▽

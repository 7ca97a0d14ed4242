//! Builders for JSON Schema values.
//!
//! ```
//! use notework::schema;
//!
//! let input = schema::object()
//!     .property("query", schema::nullable(schema::string().description("The search query")))
//!     .property("limit", schema::nullable(schema::integer().description("Maximum number of results")))
//!     .build();
//! ```

use serde_json::{Map, Value, json};

/// Start an object schema.
pub fn object() -> ObjectSchema {
    ObjectSchema::new()
}

/// A string field schema.
pub fn string() -> FieldSchema {
    FieldSchema::new("string")
}

/// An integer field schema.
pub fn integer() -> FieldSchema {
    FieldSchema::new("integer")
}

/// A number field schema.
pub fn number() -> FieldSchema {
    FieldSchema::new("number")
}

/// A boolean field schema.
pub fn boolean() -> FieldSchema {
    FieldSchema::new("boolean")
}

/// An array schema with the given item schema.
pub fn array(items: impl Into<Value>) -> FieldSchema {
    let mut field = FieldSchema::new("array");
    field.items = Some(items.into());
    field
}

/// Widen a schema so that `null` is also accepted.
///
/// Turns `"type": "string"` into `"type": ["string", "null"]`; a type that
/// is already an array gets `"null"` appended.
pub fn nullable(schema: impl Into<Value>) -> Value {
    let mut value = schema.into();

    if let Some(obj) = value.as_object_mut() {
        let widened = match obj.get("type") {
            Some(Value::String(ty)) => json!([ty, "null"]),
            Some(Value::Array(types)) => {
                let mut types = types.clone();
                if !types.iter().any(|t| t == "null") {
                    types.push(json!("null"));
                }
                Value::Array(types)
            }
            _ => json!(["null"]),
        };
        obj.insert("type".to_string(), widened);
    }

    value
}

/// Builder for a primitive or array schema.
#[derive(Debug, Clone)]
pub struct FieldSchema {
    ty: &'static str,
    description: Option<String>,
    items: Option<Value>,
    enum_values: Option<Vec<Value>>,
}

impl FieldSchema {
    fn new(ty: &'static str) -> Self {
        Self {
            ty,
            description: None,
            items: None,
            enum_values: None,
        }
    }

    /// Set the human-readable description shown to the agent.
    pub fn description(mut self, description: impl Into<String>) -> Self {
        self.description = Some(description.into());
        self
    }

    /// Restrict the value to a fixed set.
    pub fn one_of<I, V>(mut self, values: I) -> Self
    where
        I: IntoIterator<Item = V>,
        V: Into<Value>,
    {
        self.enum_values = Some(values.into_iter().map(Into::into).collect());
        self
    }

    /// Finish the schema.
    pub fn build(self) -> Value {
        Value::from(self)
    }
}

impl From<FieldSchema> for Value {
    fn from(field: FieldSchema) -> Self {
        let mut obj = Map::new();
        obj.insert("type".to_string(), json!(field.ty));
        if let Some(description) = field.description {
            obj.insert("description".to_string(), json!(description));
        }
        if let Some(items) = field.items {
            obj.insert("items".to_string(), items);
        }
        if let Some(values) = field.enum_values {
            obj.insert("enum".to_string(), Value::Array(values));
        }
        Value::Object(obj)
    }
}

/// Builder for an object schema.
#[derive(Debug, Clone, Default)]
pub struct ObjectSchema {
    properties: Map<String, Value>,
    required: Vec<String>,
    additional_properties: Option<bool>,
    description: Option<String>,
}

impl ObjectSchema {
    fn new() -> Self {
        Self::default()
    }

    /// Add a property.
    pub fn property(mut self, name: impl Into<String>, schema: impl Into<Value>) -> Self {
        self.properties.insert(name.into(), schema.into());
        self
    }

    /// Add a property and mark it required.
    pub fn required_property(self, name: impl Into<String>, schema: impl Into<Value>) -> Self {
        let name = name.into();
        self.property(name.clone(), schema).require([name])
    }

    /// Mark property names as required.
    pub fn require<I, S>(mut self, names: I) -> Self
    where
        I: IntoIterator<Item = S>,
        S: Into<String>,
    {
        self.required.extend(names.into_iter().map(Into::into));
        self
    }

    /// Set whether properties outside `properties` are accepted.
    pub fn additional_properties(mut self, allowed: bool) -> Self {
        self.additional_properties = Some(allowed);
        self
    }

    /// Set the human-readable description.
    pub fn description(mut self, description: impl Into<String>) -> Self {
        self.description = Some(description.into());
        self
    }

    /// Finish the schema.
    pub fn build(self) -> Value {
        Value::from(self)
    }
}

impl From<ObjectSchema> for Value {
    fn from(schema: ObjectSchema) -> Self {
        let mut obj = Map::new();
        obj.insert("type".to_string(), json!("object"));
        obj.insert("properties".to_string(), Value::Object(schema.properties));
        if !schema.required.is_empty() {
            obj.insert("required".to_string(), json!(schema.required));
        }
        if let Some(allowed) = schema.additional_properties {
            obj.insert("additionalProperties".to_string(), json!(allowed));
        }
        if let Some(description) = schema.description {
            obj.insert("description".to_string(), json!(description));
        }
        Value::Object(obj)
    }
}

△

- **Task goal**:
Write out the listing again. Keep every character the same.

- **Task result**:
repository 7ca97a0d14ed4242
//! Builders for JSON Schema values.
//!
//! ```
//! use notework::schema;
//!
//! let input = schema::object()
//!     .property("query", schema::nullable(schema::string().description("The search query")))
//!     .property("limit", schema::nullable(schema::integer().description("Maximum number of results")))
//!     .build();
//! ```

use serde_json::{Map, Value, json};

/// Start an object schema.
pub fn object() -> ObjectSchema {
    ObjectSchema::new()
}

/// A string field schema.
pub fn string() -> FieldSchema {
    FieldSchema::new("string")
}

/// An integer field schema.
pub fn integer() -> FieldSchema {
    FieldSchema::new("integer")
}

/// A number field schema.
pub fn number() -> FieldSchema {
    FieldSchema::new("number")
}

/// A boolean field schema.
pub fn boolean() -> FieldSchema {
    FieldSchema::new("boolean")
}

/// An array schema with the given item schema.
pub fn array(items: impl Into<Value>) -> FieldSchema {
    let mut field = FieldSchema::new("array");
    field.items = Some(items.into());
    field
}

/// Widen a schema so that `null` is also accepted.
///
/// Turns `"type": "string"` into `"type": ["string", "null"]`; a type that
/// is already an array gets `"null"` appended.
pub fn nullable(schema: impl Into<Value>) -> Value {
    let mut value = schema.into();

    if let Some(obj) = value.as_object_mut() {
        let widened = match obj.get("type") {
            Some(Value::String(ty)) => json!([ty, "null"]),
            Some(Value::Array(types)) => {
                let mut types = types.clone();
                if !types.iter().any(|t| t == "null") {
                    types.push(json!("null"));
                }
                Value::Array(types)
            }
            _ => json!(["null"]),
        };
        obj.insert("type".to_string(), widened);
    }

    value
}

/// Builder for a primitive or array schema.
#[derive(Debug, Clone)]
pub struct FieldSchema {
    ty: &'static str,
    description: Option<String>,
    items: Option<Value>,
    enum_values: Option<Vec<Value>>,
}

impl FieldSchema {
    fn new(ty: &'static str) -> Self {
        Self {
            ty,
            description: None,
            items: None,
            enum_values: None,
        }
    }

    /// Set the human-readable description shown to the agent.
    pub fn description(mut self, description: impl Into<String>) -> Self {
        self.description = Some(description.into());
        self
    }

    /// Restrict the value to a fixed set.
    pub fn one_of<I, V>(mut self, values: I) -> Self
    where
        I: IntoIterator<Item = V>,
        V: Into<Value>,
    {
        self.enum_values = Some(values.into_iter().map(Into::into).collect());
        self
    }

    /// Finish the schema.
    pub fn build(self) -> Value {
        Value::from(self)
    }
}

impl From<FieldSchema> for Value {
    fn from(field: FieldSchema) -> Self {
        let mut obj = Map::new();
        obj.insert("type".to_string(), json!(field.ty));
        if let Some(description) = field.description {
            obj.insert("description".to_string(), json!(description));
        }
        if let Some(items) = field.items {
            obj.insert("items".to_string(), items);
        }
        if let Some(values) = field.enum_values {
            obj.insert("enum".to_string(), Value::Array(values));
        }
        Value::Object(obj)
    }
}

/// Builder for an object schema.
#[derive(Debug, Clone, Default)]
pub struct ObjectSchema {
    properties: Map<String, Value>,
    required: Vec<String>,
    additional_properties: Option<bool>,
    description: Option<String>,
}

impl ObjectSchema {
    fn new() -> Self {
        Self::default()
    }

    /// Add a property.
    pub fn property(mut self, name: impl Into<String>, schema: impl Into<Value>) -> Self {
        self.properties.insert(name.into(), schema.into());
        self
    }

    /// Add a property and mark it required.
    pub fn required_property(self, name: impl Into<String>, schema: impl Into<Value>) -> Self {
        let name = name.into();
        self.property(name.clone(), schema).require([name])
    }

    /// Mark property names as required.
    pub fn require<I, S>(mut self, names: I) -> Self
    where
        I: IntoIterator<Item = S>,
        S: Into<String>,
    {
        self.required.extend(names.into_iter().map(Into::into));
        self
    }

    /// Set whether properties outside `properties` are accepted.
    pub fn additional_properties(mut self, allowed: bool) -> Self {
        self.additional_properties = Some(allowed);
        self
    }

    /// Set the human-readable description.
    pub fn description(mut self, description: impl Into<String>) -> Self {
        self.description = Some(description.into());
        self
    }

    /// Finish the schema.
    pub fn build(self) -> Value {
        Value::from(self)
    }
}

impl From<ObjectSchema> for Value {
    fn from(schema: ObjectSchema) -> Self {
        let mut obj = Map::new();
        obj.insert("type".to_string(), json!("object"));
        obj.insert("properties".to_string(), Value::Object(schema.properties));
        if !schema.required.is_empty() {
            obj.insert("required".to_string(), json!(schema.required));
        }
        if let Some(allowed) = schema.additional_properties {
            obj.insert("additionalProperties".to_string(), json!(allowed));
        }
        if let Some(description) = schema.description {
            obj.insert("description".to_string(), json!(description));
        }
        Value::Object(obj)
    }
}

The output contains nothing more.